**THE TASK**
Below are the records. Restate word for word every line from the one that contains "self.state.lock().shutdown = true;" through the final line, both included.
DATA IN THIS EXERCISE Start Marker
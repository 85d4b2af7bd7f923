//! Bounded multi-producer frame queue
//!
//! Capture workers push into the queue, a single output worker drains it.
//! A full queue blocks producers (backpressure). Shutdown refuses new items
//! but keeps buffered ones drainable until the queue is empty.

use parking_lot::{Condvar, Mutex};
use std::collections::VecDeque;
use std::time::{Duration, Instant};

use crate::types::TraceError;

/// Default capacity used by the capture pipeline
pub const DEFAULT_QUEUE_CAPACITY: usize = 10_000;

/// How long a blocked consumer sleeps before re-checking shutdown
pub const CONSUMER_WAKE_INTERVAL: Duration = Duration::from_millis(50);

/// Returned once the queue has been shut down (and, for consumers, drained)
#[derive(Debug, Clone, Copy, PartialEq, Eq, thiserror::Error)]
#[error("queue closed")]
pub struct QueueClosed;

impl From<QueueClosed> for TraceError {
    fn from(_: QueueClosed) -> Self {
        TraceError::QueueClosed
    }
}

struct State<T> {
    items: VecDeque<T>,
    shutdown: bool,
}

/// Fixed-capacity blocking FIFO
pub struct BoundedQueue<T> {
    capacity: usize,
    state: Mutex<State<T>>,
    not_empty: Condvar,
    not_full: Condvar,
}

impl<T> BoundedQueue<T> {
    /// Create a queue holding at most `capacity` items (minimum 1)
    pub fn new(capacity: usize) -> Self {
        let capacity = capacity.max(1);
        Self {
            capacity,
            state: Mutex::new(State {
                items: VecDeque::with_capacity(capacity),
                shutdown: false,
            }),
            not_empty: Condvar::new(),
            not_full: Condvar::new(),
        }
    }

    pub fn capacity(&self) -> usize {
        self.capacity
    }

    /// Number of buffered items
    pub fn len(&self) -> usize {
        self.state.lock().items.len()
    }

    pub fn is_empty(&self) -> bool {
        self.len() == 0
    }

    /// Append an item, blocking while the queue is full.
    ///
    /// Fails without inserting once the queue is shut down, including when
    /// shutdown arrives while blocked.
    pub fn enqueue(&self, item: T) -> Result<(), QueueClosed> {
        let mut state = self.state.lock();
        while state.items.len() >= self.capacity && !state.shutdown {
            self.not_full.wait(&mut state);
        }
        if state.shutdown {
            return Err(QueueClosed);
        }
        state.items.push_back(item);
        drop(state);
        self.not_empty.notify_one();
        Ok(())
    }

    /// Remove the oldest item, blocking until one is available.
    ///
    /// Returns `QueueClosed` only when the queue is shut down and empty.
    pub fn dequeue(&self) -> Result<T, QueueClosed> {
        let mut state = self.state.lock();
        loop {
            if let Some(item) = state.items.pop_front() {
                drop(state);
                self.not_full.notify_one();
                return Ok(item);
            }
            if state.shutdown {
                return Err(QueueClosed);
            }
            self.not_empty.wait_for(&mut state, CONSUMER_WAKE_INTERVAL);
        }
    }

    /// Like [`dequeue`](Self::dequeue) but gives up after `timeout`,
    /// returning `Ok(None)`.
    pub fn dequeue_timeout(&self, timeout: Duration) -> Result<Option<T>, QueueClosed> {
        let deadline = Instant::now() + timeout;
        let mut state = self.state.lock();
        loop {
            if let Some(item) = state.items.pop_front() {
                drop(state);
                self.not_full.notify_one();
                return Ok(Some(item));
            }
            if state.shutdown {
                return Err(QueueClosed);
            }
            let now = Instant::now();
            if now >= deadline {
                return Ok(None);
            }
            let wait = (deadline - now).min(CONSUMER_WAKE_INTERVAL);
            self.not_empty.wait_for(&mut state, wait);
        }
    }

    /// Non-blocking variant: `Ok(None)` when empty and still open
    pub fn try_dequeue(&self) -> Result<Option<T>, QueueClosed> {
        self.dequeue_timeout(Duration::ZERO)
    }

    /// Refuse further items and wake every waiter. Buffered items stay.
    pub fn shutdown(&self) {
        self.state.lock().shutdown = true;
        self.not_empty.notify_all();
        self.not_full.notify_all();
    }
}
DATA IN THIS EXERCISE End Marker
**FINISHED TASK**
        self.state.lock().shutdown = true;
        self.not_empty.notify_all();
        self.not_full.notify_all();
    }
}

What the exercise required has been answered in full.